• Task details: Everything from the line containing "pub const STATUS_TRAINING: &'static" through the line containing "pub struct Classifiers" should be repeated exactly, and nothing else from the data.
++++ Records for the task ++++
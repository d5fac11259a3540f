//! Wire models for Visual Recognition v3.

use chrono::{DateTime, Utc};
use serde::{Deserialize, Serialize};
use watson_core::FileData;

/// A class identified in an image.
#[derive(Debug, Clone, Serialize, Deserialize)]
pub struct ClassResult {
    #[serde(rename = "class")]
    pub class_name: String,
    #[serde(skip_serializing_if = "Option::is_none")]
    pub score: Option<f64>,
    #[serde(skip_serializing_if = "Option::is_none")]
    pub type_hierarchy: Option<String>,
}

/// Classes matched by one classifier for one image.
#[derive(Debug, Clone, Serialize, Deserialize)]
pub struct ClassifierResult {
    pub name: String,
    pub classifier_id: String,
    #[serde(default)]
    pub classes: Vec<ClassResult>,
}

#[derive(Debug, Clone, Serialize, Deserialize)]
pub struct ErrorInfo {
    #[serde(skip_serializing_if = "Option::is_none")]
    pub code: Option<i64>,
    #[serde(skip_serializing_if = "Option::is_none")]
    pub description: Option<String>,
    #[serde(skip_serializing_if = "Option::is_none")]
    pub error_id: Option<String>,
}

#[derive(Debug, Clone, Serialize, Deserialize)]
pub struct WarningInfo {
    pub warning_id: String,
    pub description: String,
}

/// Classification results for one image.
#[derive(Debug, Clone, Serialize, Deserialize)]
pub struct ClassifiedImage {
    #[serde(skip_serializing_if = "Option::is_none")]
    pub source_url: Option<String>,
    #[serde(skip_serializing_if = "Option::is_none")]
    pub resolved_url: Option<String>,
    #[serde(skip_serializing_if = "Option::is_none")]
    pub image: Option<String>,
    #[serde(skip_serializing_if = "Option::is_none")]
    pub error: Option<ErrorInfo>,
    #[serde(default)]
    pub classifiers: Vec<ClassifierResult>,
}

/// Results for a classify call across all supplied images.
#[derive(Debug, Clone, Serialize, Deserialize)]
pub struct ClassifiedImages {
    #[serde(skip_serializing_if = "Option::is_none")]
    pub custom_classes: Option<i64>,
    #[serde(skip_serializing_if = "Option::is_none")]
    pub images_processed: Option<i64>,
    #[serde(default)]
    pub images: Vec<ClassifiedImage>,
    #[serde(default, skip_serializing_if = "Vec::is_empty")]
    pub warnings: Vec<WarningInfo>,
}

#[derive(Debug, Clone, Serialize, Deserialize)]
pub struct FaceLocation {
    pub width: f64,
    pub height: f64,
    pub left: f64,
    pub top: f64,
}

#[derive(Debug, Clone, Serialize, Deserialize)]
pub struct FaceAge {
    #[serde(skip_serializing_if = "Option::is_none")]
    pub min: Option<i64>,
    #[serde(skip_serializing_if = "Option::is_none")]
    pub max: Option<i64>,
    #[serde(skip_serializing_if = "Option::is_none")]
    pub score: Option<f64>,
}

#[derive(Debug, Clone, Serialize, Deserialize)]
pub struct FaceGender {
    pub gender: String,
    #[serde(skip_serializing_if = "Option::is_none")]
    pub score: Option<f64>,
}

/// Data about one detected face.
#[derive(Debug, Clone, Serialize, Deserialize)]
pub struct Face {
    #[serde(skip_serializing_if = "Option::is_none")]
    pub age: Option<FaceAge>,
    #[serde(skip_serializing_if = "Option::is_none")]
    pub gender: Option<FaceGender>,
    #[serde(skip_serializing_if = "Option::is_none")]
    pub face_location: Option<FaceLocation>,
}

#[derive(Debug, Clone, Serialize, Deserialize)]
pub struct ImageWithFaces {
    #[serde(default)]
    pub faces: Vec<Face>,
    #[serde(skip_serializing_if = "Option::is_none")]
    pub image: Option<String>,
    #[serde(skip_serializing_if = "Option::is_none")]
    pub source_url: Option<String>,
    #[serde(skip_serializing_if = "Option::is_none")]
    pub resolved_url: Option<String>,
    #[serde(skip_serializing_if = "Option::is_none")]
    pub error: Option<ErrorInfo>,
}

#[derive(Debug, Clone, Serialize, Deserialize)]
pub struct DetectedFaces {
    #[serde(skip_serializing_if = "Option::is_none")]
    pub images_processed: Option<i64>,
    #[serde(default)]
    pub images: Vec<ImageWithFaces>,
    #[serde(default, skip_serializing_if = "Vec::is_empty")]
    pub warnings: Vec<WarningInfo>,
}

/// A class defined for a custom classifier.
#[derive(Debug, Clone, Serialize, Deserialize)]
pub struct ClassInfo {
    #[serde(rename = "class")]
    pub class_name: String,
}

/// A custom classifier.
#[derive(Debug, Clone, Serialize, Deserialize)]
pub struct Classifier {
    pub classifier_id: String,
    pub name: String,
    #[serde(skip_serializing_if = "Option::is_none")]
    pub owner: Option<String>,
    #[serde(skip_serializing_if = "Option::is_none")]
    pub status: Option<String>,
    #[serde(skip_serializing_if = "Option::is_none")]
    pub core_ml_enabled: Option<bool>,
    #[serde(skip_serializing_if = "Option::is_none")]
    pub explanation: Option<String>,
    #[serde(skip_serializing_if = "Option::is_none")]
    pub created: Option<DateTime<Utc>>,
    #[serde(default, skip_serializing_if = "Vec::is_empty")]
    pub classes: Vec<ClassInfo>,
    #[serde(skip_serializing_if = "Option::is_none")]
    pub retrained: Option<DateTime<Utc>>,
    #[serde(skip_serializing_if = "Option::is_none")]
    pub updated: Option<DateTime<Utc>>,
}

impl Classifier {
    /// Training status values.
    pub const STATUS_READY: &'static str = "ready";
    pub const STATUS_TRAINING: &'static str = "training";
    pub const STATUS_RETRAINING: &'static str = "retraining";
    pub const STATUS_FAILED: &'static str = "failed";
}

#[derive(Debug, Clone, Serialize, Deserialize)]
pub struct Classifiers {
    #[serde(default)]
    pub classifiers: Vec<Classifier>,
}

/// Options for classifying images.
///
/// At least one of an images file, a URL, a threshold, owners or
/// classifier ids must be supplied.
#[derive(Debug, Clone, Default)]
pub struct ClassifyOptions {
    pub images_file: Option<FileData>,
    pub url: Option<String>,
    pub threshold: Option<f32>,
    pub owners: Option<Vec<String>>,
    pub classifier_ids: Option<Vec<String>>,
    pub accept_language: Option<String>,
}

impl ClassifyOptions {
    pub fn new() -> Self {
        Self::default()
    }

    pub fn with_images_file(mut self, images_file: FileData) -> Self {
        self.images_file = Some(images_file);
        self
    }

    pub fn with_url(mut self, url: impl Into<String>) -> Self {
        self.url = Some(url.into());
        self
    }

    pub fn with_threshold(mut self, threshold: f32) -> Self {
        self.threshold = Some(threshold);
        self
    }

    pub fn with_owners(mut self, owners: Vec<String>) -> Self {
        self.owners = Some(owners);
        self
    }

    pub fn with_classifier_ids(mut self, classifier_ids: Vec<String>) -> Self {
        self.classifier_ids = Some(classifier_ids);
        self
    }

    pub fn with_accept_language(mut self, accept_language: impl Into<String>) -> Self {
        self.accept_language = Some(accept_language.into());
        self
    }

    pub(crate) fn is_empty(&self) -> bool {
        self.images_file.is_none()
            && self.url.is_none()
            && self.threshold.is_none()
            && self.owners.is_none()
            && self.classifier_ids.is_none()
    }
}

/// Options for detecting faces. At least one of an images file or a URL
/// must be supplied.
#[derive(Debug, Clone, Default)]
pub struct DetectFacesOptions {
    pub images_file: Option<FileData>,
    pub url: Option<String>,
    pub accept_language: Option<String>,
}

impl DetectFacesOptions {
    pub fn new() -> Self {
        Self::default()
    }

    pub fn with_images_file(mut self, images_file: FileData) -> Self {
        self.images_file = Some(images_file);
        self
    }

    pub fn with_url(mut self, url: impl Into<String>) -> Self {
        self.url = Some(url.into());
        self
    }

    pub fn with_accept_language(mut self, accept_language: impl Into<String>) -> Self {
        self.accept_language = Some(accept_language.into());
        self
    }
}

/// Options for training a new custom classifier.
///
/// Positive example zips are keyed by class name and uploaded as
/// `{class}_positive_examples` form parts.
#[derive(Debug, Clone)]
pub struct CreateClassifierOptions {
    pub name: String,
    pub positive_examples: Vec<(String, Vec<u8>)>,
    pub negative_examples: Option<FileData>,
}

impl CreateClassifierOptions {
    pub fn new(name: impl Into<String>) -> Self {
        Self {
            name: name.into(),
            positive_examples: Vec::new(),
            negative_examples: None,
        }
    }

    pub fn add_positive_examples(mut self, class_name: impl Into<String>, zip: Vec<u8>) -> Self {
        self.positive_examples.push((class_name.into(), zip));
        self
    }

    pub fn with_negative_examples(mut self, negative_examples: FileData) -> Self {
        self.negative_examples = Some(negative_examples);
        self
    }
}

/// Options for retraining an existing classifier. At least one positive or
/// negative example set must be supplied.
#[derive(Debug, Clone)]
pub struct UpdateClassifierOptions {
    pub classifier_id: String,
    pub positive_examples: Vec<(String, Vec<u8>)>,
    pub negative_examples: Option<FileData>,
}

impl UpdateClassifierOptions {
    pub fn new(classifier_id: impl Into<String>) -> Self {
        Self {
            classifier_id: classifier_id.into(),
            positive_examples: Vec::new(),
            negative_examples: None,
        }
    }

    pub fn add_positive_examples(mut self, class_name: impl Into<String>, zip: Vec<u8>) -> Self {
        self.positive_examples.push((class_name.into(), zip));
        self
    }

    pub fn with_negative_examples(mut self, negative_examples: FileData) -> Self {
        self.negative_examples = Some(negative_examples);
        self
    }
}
++++
• Answer box:
    pub const STATUS_TRAINING: &'static str = "training";
    pub const STATUS_RETRAINING: &'static str = "retraining";
    pub const STATUS_FAILED: &'static str = "failed";
}

#[derive(Debug, Clone, Serialize, Deserialize)]
pub struct Classifiers {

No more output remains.